If you are managing a multi-account environment in a cloud provider, you know the importance of having backups of your resources. Managing backups at scale can be a hard task, so AWS got your back. With AWS Backups you can manage your backups across all your accounts in a decentralized or centralized manner. AWS Backups is a managed services, easy to setup and include multiple options. If you are working on a regulated environment and you want to provide evidences that your environment is fully backup covered, AWS Backups offers the possibility to check for your compliance. Do you also have a requirement to make sure your backups can be restore? AWS Backups also offers features to restore your backed-up resources automatically.

In this series of articles I will do a deep dive on the service and how to setup your backups architecture using AWS Backups at scale in a multi-account environment. Let’s get started!.

Table of contents

Open Table of contents

Basic concepts

Supported services

One of the advantages of using AWS Backup is that you do not need to configure the backup on the individual services, but you can do in a centralize manner from the AWS Backup service. Not every resource in AWS is supported by AWS Backup. Depending on the service and the region not every AWS Backup feature is supported, but in those articles I will focus on the most common services and the features available for all of them which are enough to create a Backup as a Service in your platform.

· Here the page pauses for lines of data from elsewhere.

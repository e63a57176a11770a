//! Workflow bundles: a workflow and its tasks in one YAML or JSON document.
//!
//! Bundles are the file format for importing workflows without an external
//! CRUD layer. Parsing is lenient about optional fields; validation runs the
//! full graph build plus per-task config checks, so a bundle that validates
//! here will not fail graph construction at execution time.

use std::path::Path;

use bizbrain_types::error::{RepositoryError, TaskConfigError};
use bizbrain_types::workflow::{RetryOverride, TaskConfig, TaskDefinition, TaskKind, Workflow};
use chrono::Utc;
use serde::{Deserialize, Serialize};
use serde_json::Value;
use thiserror::Error;
use uuid::Uuid;

use crate::repository::workflow::WorkflowRepository;

use super::graph::{GraphError, TaskGraph};

// ---------------------------------------------------------------------------
// Error type
// ---------------------------------------------------------------------------

/// Errors that can occur while loading or importing a bundle.
#[derive(Debug, Error)]
pub enum BundleError {
    /// YAML/JSON parse failure.
    #[error("parse error: {0}")]
    Parse(String),

    /// Structural validation failure outside the graph.
    #[error("validation error: {0}")]
    Validation(String),

    /// The task set does not form a valid graph.
    #[error(transparent)]
    Graph(#[from] GraphError),

    /// A task's config does not match its kind.
    #[error("task '{task_id}': {source}")]
    InvalidTask {
        task_id: String,
        source: TaskConfigError,
    },

    /// Filesystem I/O failure.
    #[error("I/O error: {0}")]
    Io(#[from] std::io::Error),

    /// Persisting the imported workflow failed.
    #[error("repository error: {0}")]
    Repository(#[from] RepositoryError),
}

// ---------------------------------------------------------------------------
// Bundle format
// ---------------------------------------------------------------------------

/// A workflow document as written by hand.
///
/// ```yaml
/// name: lead-scoring
/// tasks:
///   - id: fetch
///     type: api
///     config: { url: "https://crm.example.com/leads" }
///   - id: score
///     type: llm
///     depends_on: [fetch]
///     config: { operation: sentiment }
/// ```
#[derive(Debug, Clone, Serialize, Deserialize)]
pub struct WorkflowBundle {
    /// Stable id; re-importing a bundle with the same id replaces the workflow.
    #[serde(default, skip_serializing_if = "Option::is_none")]
    pub id: Option<Uuid>,
    pub name: String,
    #[serde(default, skip_serializing_if = "Option::is_none")]
    pub description: Option<String>,
    #[serde(default, skip_serializing_if = "Option::is_none")]
    pub user_id: Option<Uuid>,
    #[serde(default)]
    pub config: Value,
    #[serde(default)]
    pub tasks: Vec<BundleTask>,
}

/// One task inside a bundle. `name` defaults to the id.
#[derive(Debug, Clone, Serialize, Deserialize)]
pub struct BundleTask {
    pub id: String,
    #[serde(default, skip_serializing_if = "Option::is_none")]
    pub name: Option<String>,
    #[serde(default, skip_serializing_if = "Option::is_none")]
    pub description: Option<String>,
    #[serde(rename = "type")]
    pub kind: TaskKind,
    #[serde(default)]
    pub config: Value,
    #[serde(default)]
    pub order: i32,
    #[serde(default)]
    pub depends_on: Vec<String>,
    #[serde(default, skip_serializing_if = "Option::is_none")]
    pub retry: Option<RetryOverride>,
}

impl WorkflowBundle {
    /// Split into the stored workflow and task rows.
    ///
    /// A bundle without an id gets a fresh one; a bundle without an owner is
    /// attributed to `default_user`.
    pub fn into_parts(self, default_user: Uuid) -> (Workflow, Vec<TaskDefinition>) {
        let workflow = Workflow {
            id: self.id.unwrap_or_else(Uuid::now_v7),
            name: self.name,
            description: self.description,
            config: self.config,
            user_id: self.user_id.unwrap_or(default_user),
            created_at: Utc::now(),
        };
        let tasks = self
            .tasks
            .into_iter()
            .map(|t| TaskDefinition {
                name: t.name.unwrap_or_else(|| t.id.clone()),
                id: t.id,
                workflow_id: workflow.id,
                description: t.description,
                kind: t.kind,
                config: t.config,
                order: t.order,
                depends_on: t.depends_on,
                retry: t.retry,
            })
            .collect();
        (workflow, tasks)
    }
}

// ---------------------------------------------------------------------------
// Parsing
// ---------------------------------------------------------------------------

/// Parse a bundle from YAML (JSON is accepted as a YAML subset).
pub fn parse_bundle(content: &str) -> Result<WorkflowBundle, BundleError> {
    serde_yaml_ng::from_str(content).map_err(|e| BundleError::Parse(e.to_string()))
}

/// Load a bundle from a `.yaml`, `.yml`, or `.json` file.
pub fn load_bundle_file(path: &Path) -> Result<WorkflowBundle, BundleError> {
    let content = std::fs::read_to_string(path)?;
    parse_bundle(&content)
}

// ---------------------------------------------------------------------------
// Validation
// ---------------------------------------------------------------------------

/// Validate a workflow and its tasks, returning the built graph.
///
/// Checks:
/// - Workflow name is non-empty
/// - The task set builds into a graph (unique ids, known references, no cycles)
/// - Every task config parses for its kind
pub fn validate(workflow: &Workflow, tasks: &[TaskDefinition]) -> Result<TaskGraph, BundleError> {
    if workflow.name.trim().is_empty() {
        return Err(BundleError::Validation(
            "workflow name must not be empty".to_string(),
        ));
    }

    let graph = TaskGraph::build(tasks.to_vec())?;

    for task in tasks {
        TaskConfig::from_definition(task).map_err(|source| BundleError::InvalidTask {
            task_id: task.id.clone(),
            source,
        })?;
    }
    Ok(graph)
}

/// Validate and store a workflow with its tasks.
pub async fn import<R: WorkflowRepository>(
    repo: &R,
    workflow: &Workflow,
    tasks: &[TaskDefinition],
) -> Result<TaskGraph, BundleError> {
    let graph = validate(workflow, tasks)?;
    repo.save_workflow(workflow).await?;
    repo.save_tasks(&workflow.id, tasks).await?;

    tracing::info!(
        workflow_id = %workflow.id,
        workflow = workflow.name.as_str(),
        tasks = tasks.len(),
        "workflow imported"
    );
    Ok(graph)
}

// ---------------------------------------------------------------------------
// Tests
// ---------------------------------------------------------------------------

#[cfg(test)]
mod tests {
    use super::*;
    use crate::repository::memory::InMemoryWorkflowRepository;

    const LEADS: &str = r#"
name: lead-scoring
description: Score inbound leads
tasks:
  - id: fetch
    type: api
    config:
      url: https://crm.example.com/leads
      headers:
        Authorization: Bearer token
  - id: score
    name: Score lead
    type: llm
    depends_on: [fetch]
    order: 2
    retry:
      max_retries: 1
    config:
      operation: sentiment
      input_field: results.fetch.summary
"#;

    #[test]
    fn parse_yaml_bundle() {
        let bundle = parse_bundle(LEADS).unwrap();
        assert_eq!(bundle.name, "lead-scoring");
        assert_eq!(bundle.tasks.len(), 2);

        let owner = Uuid::now_v7();
        let (workflow, tasks) = bundle.into_parts(owner);
        assert_eq!(workflow.user_id, owner);
        assert_eq!(tasks[0].name, "fetch");
        assert_eq!(tasks[1].name, "Score lead");
        assert_eq!(tasks[1].workflow_id, workflow.id);
        assert_eq!(tasks[1].retry.as_ref().and_then(|r| r.max_retries), Some(1));
        assert_eq!(tasks[1].retry.as_ref().and_then(|r| r.timeout_secs), None);
    }

    #[test]
    fn parse_json_bundle() {
        let json = r#"{"name": "j", "tasks": [{"id": "c", "type": "condition", "config": {"condition": "true"}}]}"#;
        let bundle = parse_bundle(json).unwrap();
        assert_eq!(bundle.tasks[0].kind, TaskKind::Condition);
    }

    #[test]
    fn parse_rejects_unknown_kind() {
        let err = parse_bundle("name: x\ntasks:\n  - id: a\n    type: shell\n").unwrap_err();
        assert!(matches!(err, BundleError::Parse(_)));
    }

    #[test]
    fn validate_reports_bad_task_config() {
        let yaml = "name: x\ntasks:\n  - id: a\n    type: api\n    config: {}\n";
        let (workflow, tasks) = parse_bundle(yaml).unwrap().into_parts(Uuid::nil());
        let err = validate(&workflow, &tasks).unwrap_err();
        match err {
            BundleError::InvalidTask { task_id, .. } => assert_eq!(task_id, "a"),
            other => panic!("expected InvalidTask, got {other:?}"),
        }
    }

    #[test]
    fn validate_reports_cycles() {
        let yaml = r#"
name: loop
tasks:
  - id: a
    type: condition
    depends_on: [b]
    config: { condition: "true" }
  - id: b
    type: condition
    depends_on: [a]
    config: { condition: "true" }
"#;
        let (workflow, tasks) = parse_bundle(yaml).unwrap().into_parts(Uuid::nil());
        let err = validate(&workflow, &tasks).unwrap_err();
        assert!(matches!(err, BundleError::Graph(GraphError::Cycle(_))));
    }

    #[test]
    fn validate_rejects_blank_name() {
        let (workflow, tasks) = parse_bundle("name: ' '\n").unwrap().into_parts(Uuid::nil());
        assert!(matches!(
            validate(&workflow, &tasks),
            Err(BundleError::Validation(_))
        ));
    }

    #[tokio::test]
    async fn import_stores_workflow_and_tasks() {
        let repo = InMemoryWorkflowRepository::new();
        let (workflow, tasks) = parse_bundle(LEADS).unwrap().into_parts(Uuid::nil());
        let graph = import(&repo, &workflow, &tasks).await.unwrap();
        assert_eq!(graph.topological_order(), ["fetch", "score"]);

        let stored = repo.get_workflow(&workflow.id).await.unwrap().unwrap();
        assert_eq!(stored.name, "lead-scoring");
        assert_eq!(repo.list_tasks(&workflow.id).await.unwrap().len(), 2);
    }

    #[test]
    fn load_bundle_from_file() {
        let dir = tempfile::tempdir().unwrap();
        let path = dir.path().join("leads.yaml");
        std::fs::write(&path, LEADS).unwrap();
        let bundle = load_bundle_file(&path).unwrap();
        assert_eq!(bundle.description.as_deref(), Some("Score inbound leads"));

        let missing = load_bundle_file(&dir.path().join("nope.yaml")).unwrap_err();
        assert!(matches!(missing, BundleError::Io(_)));
    }
}
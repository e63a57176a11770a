//! SQLite storage layer.
//!
//! Workflow repository backed by SQLite with WAL mode and split
//! read/write connection pools.

pub mod pool;
pub mod workflow;
//! Observability setup for BizBrain binaries: structured logging and
//! optional OpenTelemetry span export.

pub mod tracing_setup;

The services we cover are: S3, DynamoDB, EC2, EFS, EBS, RDS and Aurora.

Creating a backup vault

Our first stop on this deep dive is the creation of our backup vault. Our vault will store all the recovery points created by our backup plans. First, I will show you how to do the full setup on the console, so I can explain in details important concepts which are required to understand when we translate the management console operations on infrastructure as code.

Creating the vault is fairly simple. In this example, for sake of simplicity we won’t set any custom KMS key. When creating the vault without custom KMS, AWS backup will create one managed key for us. For production environment is highly recommended using our provisioned custom KMS. In our scenario, we just need to give the name of the vault.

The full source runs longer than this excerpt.